[Items from a data source]
-=-=-=-=-
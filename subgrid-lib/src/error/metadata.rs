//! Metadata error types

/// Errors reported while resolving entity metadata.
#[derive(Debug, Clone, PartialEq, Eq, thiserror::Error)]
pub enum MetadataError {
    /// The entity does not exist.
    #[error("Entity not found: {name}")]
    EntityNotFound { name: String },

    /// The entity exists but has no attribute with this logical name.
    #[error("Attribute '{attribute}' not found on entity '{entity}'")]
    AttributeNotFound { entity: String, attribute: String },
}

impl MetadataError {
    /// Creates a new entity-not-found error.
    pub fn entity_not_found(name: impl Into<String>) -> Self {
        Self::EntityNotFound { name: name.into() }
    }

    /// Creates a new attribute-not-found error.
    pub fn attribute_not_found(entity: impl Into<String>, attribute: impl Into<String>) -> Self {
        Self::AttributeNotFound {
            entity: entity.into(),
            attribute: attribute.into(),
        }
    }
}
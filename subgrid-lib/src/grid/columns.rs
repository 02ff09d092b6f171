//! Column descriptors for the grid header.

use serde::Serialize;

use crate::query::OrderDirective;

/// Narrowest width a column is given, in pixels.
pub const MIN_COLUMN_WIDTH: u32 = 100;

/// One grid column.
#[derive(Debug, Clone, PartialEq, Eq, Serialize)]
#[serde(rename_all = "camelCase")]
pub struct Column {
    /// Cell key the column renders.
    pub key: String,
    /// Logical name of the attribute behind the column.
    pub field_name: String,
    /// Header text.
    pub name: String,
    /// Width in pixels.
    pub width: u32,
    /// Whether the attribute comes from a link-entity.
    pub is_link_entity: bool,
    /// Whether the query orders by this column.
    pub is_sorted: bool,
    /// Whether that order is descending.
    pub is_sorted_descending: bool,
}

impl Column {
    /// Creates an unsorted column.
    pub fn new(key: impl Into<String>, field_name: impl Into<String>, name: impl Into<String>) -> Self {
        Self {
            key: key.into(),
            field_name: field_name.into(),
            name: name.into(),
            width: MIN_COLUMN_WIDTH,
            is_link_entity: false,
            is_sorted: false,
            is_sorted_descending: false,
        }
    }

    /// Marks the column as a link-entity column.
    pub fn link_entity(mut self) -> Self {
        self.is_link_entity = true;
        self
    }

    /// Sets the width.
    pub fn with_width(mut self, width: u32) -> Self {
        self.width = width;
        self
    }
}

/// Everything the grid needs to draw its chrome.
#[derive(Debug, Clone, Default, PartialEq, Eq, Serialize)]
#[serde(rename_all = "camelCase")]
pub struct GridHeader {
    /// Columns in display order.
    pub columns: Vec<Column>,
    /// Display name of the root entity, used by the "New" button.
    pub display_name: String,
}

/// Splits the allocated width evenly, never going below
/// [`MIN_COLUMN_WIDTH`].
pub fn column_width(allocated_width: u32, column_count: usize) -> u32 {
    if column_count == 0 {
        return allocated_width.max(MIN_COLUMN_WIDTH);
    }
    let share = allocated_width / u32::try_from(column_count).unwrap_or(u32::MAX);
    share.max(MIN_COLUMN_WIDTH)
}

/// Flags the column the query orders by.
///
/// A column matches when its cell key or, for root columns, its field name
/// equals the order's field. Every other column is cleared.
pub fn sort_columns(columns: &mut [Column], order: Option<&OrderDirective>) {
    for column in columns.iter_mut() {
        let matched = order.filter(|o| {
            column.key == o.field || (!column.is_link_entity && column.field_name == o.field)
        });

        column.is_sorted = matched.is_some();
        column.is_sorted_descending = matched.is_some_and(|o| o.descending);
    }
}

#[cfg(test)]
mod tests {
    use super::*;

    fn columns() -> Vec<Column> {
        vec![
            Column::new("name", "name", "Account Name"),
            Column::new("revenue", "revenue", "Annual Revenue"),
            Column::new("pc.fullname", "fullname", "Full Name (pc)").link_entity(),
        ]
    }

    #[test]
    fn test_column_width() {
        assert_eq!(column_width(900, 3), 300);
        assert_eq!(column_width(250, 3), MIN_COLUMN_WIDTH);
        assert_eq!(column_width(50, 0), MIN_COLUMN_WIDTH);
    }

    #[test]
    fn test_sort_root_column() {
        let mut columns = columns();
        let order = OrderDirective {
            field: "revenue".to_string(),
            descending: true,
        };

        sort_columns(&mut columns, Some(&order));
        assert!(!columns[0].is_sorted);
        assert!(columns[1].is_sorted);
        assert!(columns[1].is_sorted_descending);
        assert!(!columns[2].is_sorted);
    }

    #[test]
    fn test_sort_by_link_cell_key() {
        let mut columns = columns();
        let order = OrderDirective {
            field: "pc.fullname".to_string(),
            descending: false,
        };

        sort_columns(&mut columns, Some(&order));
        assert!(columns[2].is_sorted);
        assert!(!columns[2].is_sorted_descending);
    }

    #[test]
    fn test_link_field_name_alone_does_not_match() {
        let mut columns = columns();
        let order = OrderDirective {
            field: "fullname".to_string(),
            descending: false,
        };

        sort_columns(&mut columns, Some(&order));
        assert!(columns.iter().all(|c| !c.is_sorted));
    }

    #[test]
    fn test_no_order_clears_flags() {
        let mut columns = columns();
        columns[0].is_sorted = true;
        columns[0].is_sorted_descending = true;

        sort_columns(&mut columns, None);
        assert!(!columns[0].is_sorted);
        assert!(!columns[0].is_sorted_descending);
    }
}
-=-=-=-=-
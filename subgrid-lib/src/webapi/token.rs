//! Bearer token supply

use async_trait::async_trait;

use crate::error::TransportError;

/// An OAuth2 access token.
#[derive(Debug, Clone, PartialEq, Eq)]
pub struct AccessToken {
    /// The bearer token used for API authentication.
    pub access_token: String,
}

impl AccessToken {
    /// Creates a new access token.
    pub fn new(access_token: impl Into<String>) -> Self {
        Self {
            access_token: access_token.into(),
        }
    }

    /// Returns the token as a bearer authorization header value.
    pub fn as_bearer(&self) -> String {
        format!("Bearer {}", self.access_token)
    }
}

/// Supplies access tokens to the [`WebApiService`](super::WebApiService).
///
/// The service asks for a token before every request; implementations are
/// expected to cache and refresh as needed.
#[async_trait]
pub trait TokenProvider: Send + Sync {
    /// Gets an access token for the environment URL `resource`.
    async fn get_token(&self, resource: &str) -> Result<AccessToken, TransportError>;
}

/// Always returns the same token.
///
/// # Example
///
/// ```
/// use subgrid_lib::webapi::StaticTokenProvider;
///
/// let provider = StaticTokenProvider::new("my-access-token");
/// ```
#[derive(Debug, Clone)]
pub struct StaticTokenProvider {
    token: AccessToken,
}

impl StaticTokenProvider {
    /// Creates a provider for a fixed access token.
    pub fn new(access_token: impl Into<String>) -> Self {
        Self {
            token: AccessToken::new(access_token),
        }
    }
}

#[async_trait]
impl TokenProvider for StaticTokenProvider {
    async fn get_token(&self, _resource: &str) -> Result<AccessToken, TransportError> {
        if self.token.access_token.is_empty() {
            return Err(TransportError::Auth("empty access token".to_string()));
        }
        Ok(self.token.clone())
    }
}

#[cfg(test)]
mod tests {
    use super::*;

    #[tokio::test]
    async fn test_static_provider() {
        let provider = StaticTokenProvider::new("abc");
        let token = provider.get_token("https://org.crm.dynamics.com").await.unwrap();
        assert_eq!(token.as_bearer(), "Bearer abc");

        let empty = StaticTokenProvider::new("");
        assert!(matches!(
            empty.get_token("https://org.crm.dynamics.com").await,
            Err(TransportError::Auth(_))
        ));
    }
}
-=-=-=-=-
Exercise details
After identifying the lines above that contain "struct", copy each one.

Answer section
pub struct Column {
pub struct GridHeader {
pub struct AccessToken {
pub struct StaticTokenProvider {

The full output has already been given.